# TrueSkill

Purpose: Create a feature that rates teams with a system called TrueSkill.

### Notebook Outline

- Import Libraries
- Upload Data
- Create Rating Function
- Create TrueSkill Ratings
- Create TrueSkill Dataframe

### Import Libraries

In [8]:
import pandas as pd
from trueskill import Rating, rate_1vs1
from collections import defaultdict

### Upload Data

In [9]:
results = pd.read_csv('Data/Stage2DataFiles/RegularSeasonCompactResults.csv')
tourney = pd.read_csv('Data/Stage2DataFiles/NCAATourneyCompactResults.csv')
seeds = pd.read_csv('Data/Stage2DataFiles/NCAATourneySeeds.csv')
teams = pd.read_csv('Data/Stage2DataFiles/Teams.csv')

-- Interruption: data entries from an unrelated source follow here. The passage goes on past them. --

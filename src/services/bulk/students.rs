use actix_web::{HttpRequest, HttpResponse, Result as ActixResult};
use serde_json::Value;
use tracing::info;

use super::BulkService;
use super::batch::{
    BatchErrors, BatchUniqueness, batch_size_error, item_id, parse_item, persist_failed,
};
use crate::models::ApiResponse;
use crate::models::students::entities::StudentResponse;
use crate::models::students::requests::{CreateStudentRequest, UpdateStudentRequest};
use crate::services::common::today;
use crate::services::students::{validate_new_student, validate_student_update};
use crate::storage::RecordKind;
use crate::utils::validate::FieldErrors;

pub async fn bulk_create_students(
    service: &BulkService,
    items: Vec<Value>,
    request: &HttpRequest,
) -> ActixResult<HttpResponse> {
    if let Some(resp) = batch_size_error(items.len()) {
        return Ok(resp);
    }
    let storage = service.get_storage(request);
    let today = today();

    let mut failures = BatchErrors::default();
    let mut seen = BatchUniqueness::default();
    let mut valid = Vec::with_capacity(items.len());

    for (index, value) in items.into_iter().enumerate() {
        let item = match parse_item::<CreateStudentRequest>(value) {
            Ok(item) => item,
            Err(errors) => {
                failures.record(index, errors);
                continue;
            }
        };

        let mut errors = validate_new_student(&storage, &item, today).await?;
        seen.check(&mut errors, "registration_no", Some(item.registration_no.clone()), index);
        seen.check(&mut errors, "email", Some(item.email.clone()), index);
        seen.check(&mut errors, "phone", Some(item.phone.clone()), index);
        seen.check(&mut errors, "user_id", item.user_id.map(|id| id.to_string()), index);
        failures.record(index, errors);
        valid.push(item);
    }

    if !failures.is_empty() {
        return Ok(failures.into_response("student create"));
    }

    match storage.bulk_create_students(valid).await {
        Ok(students) => {
            info!("Bulk created {} students", students.len());
            let data: Vec<StudentResponse> =
                students.into_iter().map(StudentResponse::from).collect();
            Ok(HttpResponse::Created().json(ApiResponse::success(
                data,
                "Students created successfully",
            )))
        }
        Err(e) => Ok(persist_failed("student create", e)),
    }
}

pub async fn bulk_update_students(
    service: &BulkService,
    items: Vec<Value>,
    request: &HttpRequest,
) -> ActixResult<HttpResponse> {
    if let Some(resp) = batch_size_error(items.len()) {
        return Ok(resp);
    }
    let storage = service.get_storage(request);
    let today = today();

    let mut failures = BatchErrors::default();
    let mut seen = BatchUniqueness::default();
    let mut valid = Vec::with_capacity(items.len());

    for (index, value) in items.into_iter().enumerate() {
        let mut errors = FieldErrors::new();
        let id = item_id(&value, &mut errors);
        let item = match parse_item::<UpdateStudentRequest>(value) {
            Ok(item) => item,
            Err(parse_errors) => {
                errors.merge(parse_errors);
                failures.record(index, errors);
                continue;
            }
        };
        let Some(id) = id else {
            failures.record(index, errors);
            continue;
        };

        if !storage.record_exists(RecordKind::Student, id).await? {
            errors.add("id", format!("Student with id {id} does not exist."));
            failures.record(index, errors);
            continue;
        }

        errors.merge(validate_student_update(&storage, id, &item, today).await?);
        seen.check(&mut errors, "id", Some(id.to_string()), index);
        seen.check(&mut errors, "registration_no", item.registration_no.clone(), index);
        seen.check(&mut errors, "email", item.email.clone(), index);
        seen.check(&mut errors, "phone", item.phone.clone(), index);
        seen.check(&mut errors, "user_id", item.user_id.map(|id| id.to_string()), index);
        failures.record(index, errors);
        valid.push((id, item));
    }

    if !failures.is_empty() {
        return Ok(failures.into_response("student update"));
    }

    match storage.bulk_update_students(valid).await {
        Ok(students) => {
            info!("Bulk updated {} students", students.len());
            let data: Vec<StudentResponse> =
                students.into_iter().map(StudentResponse::from).collect();
            Ok(HttpResponse::Ok().json(ApiResponse::success(
                data,
                "Students updated successfully",
            )))
        }
        Err(e) => Ok(persist_failed("student update", e)),
    }
}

### Create Function to Create TrueSkill Rating

In [12]:
def get_ratings(season):
    '''
    Take a season in your dataset and create a TrueSkill rating for every team. All teams start with a default
    rating and is then updated with each game played. The function then takes the season input into the function 
    and filters the results dataframe for only that one season. The function then loops through every game and 
    updates the ratings based on which team wins and which team loses. The more games that are played, the more 
    accurate the rating is. A dictionary with the TrueSkill ratings is returned.
    -
    Inputs:
    Season
    -
    Outputs: 
    TrueSkill Rating Dictionary
    '''
    # start all teams with a default rating
    ratings = defaultdict(Rating)         
    # get data for season
    current_results = results[results['Season'] == season]                                           
    # at the start, all teams are equal which is not realistic so we loop
    # through the season's games several times to get better starting ratings
    for epoch in range(10):                                 
        # loop through the games in order
        for _, row in current_results.sort_values('DayNum').iterrows():                                                    
            wteamid = row['WTeamID']                                                                 
            lteamid = row['LTeamID']    
            # have TrueSkill compute new ratings based on the game result
            ratings[wteamid], ratings[lteamid] = rate_1vs1(ratings[wteamid], ratings[lteamid])       
    # just keep the mean rating
    return {team_id: rating.mu for team_id, rating in ratings.items()}

### Create TrueSkill Ratings

The above function is slow, therefore we use multiprocessing to compute all team ratings in parallel.

In [13]:
from multiprocessing import Pool

p = Pool()    
seasons = results['Season'].unique()
ratings = p.map(get_ratings, seasons)                                                                
p.close()                                                                                            
p.join() 

# put ratings into a dict for easy access
ratings = dict(zip(seasons, ratings))

# lets take a look at 2019 rankings
team_names = dict(zip(teams['TeamID'], teams['TeamName']))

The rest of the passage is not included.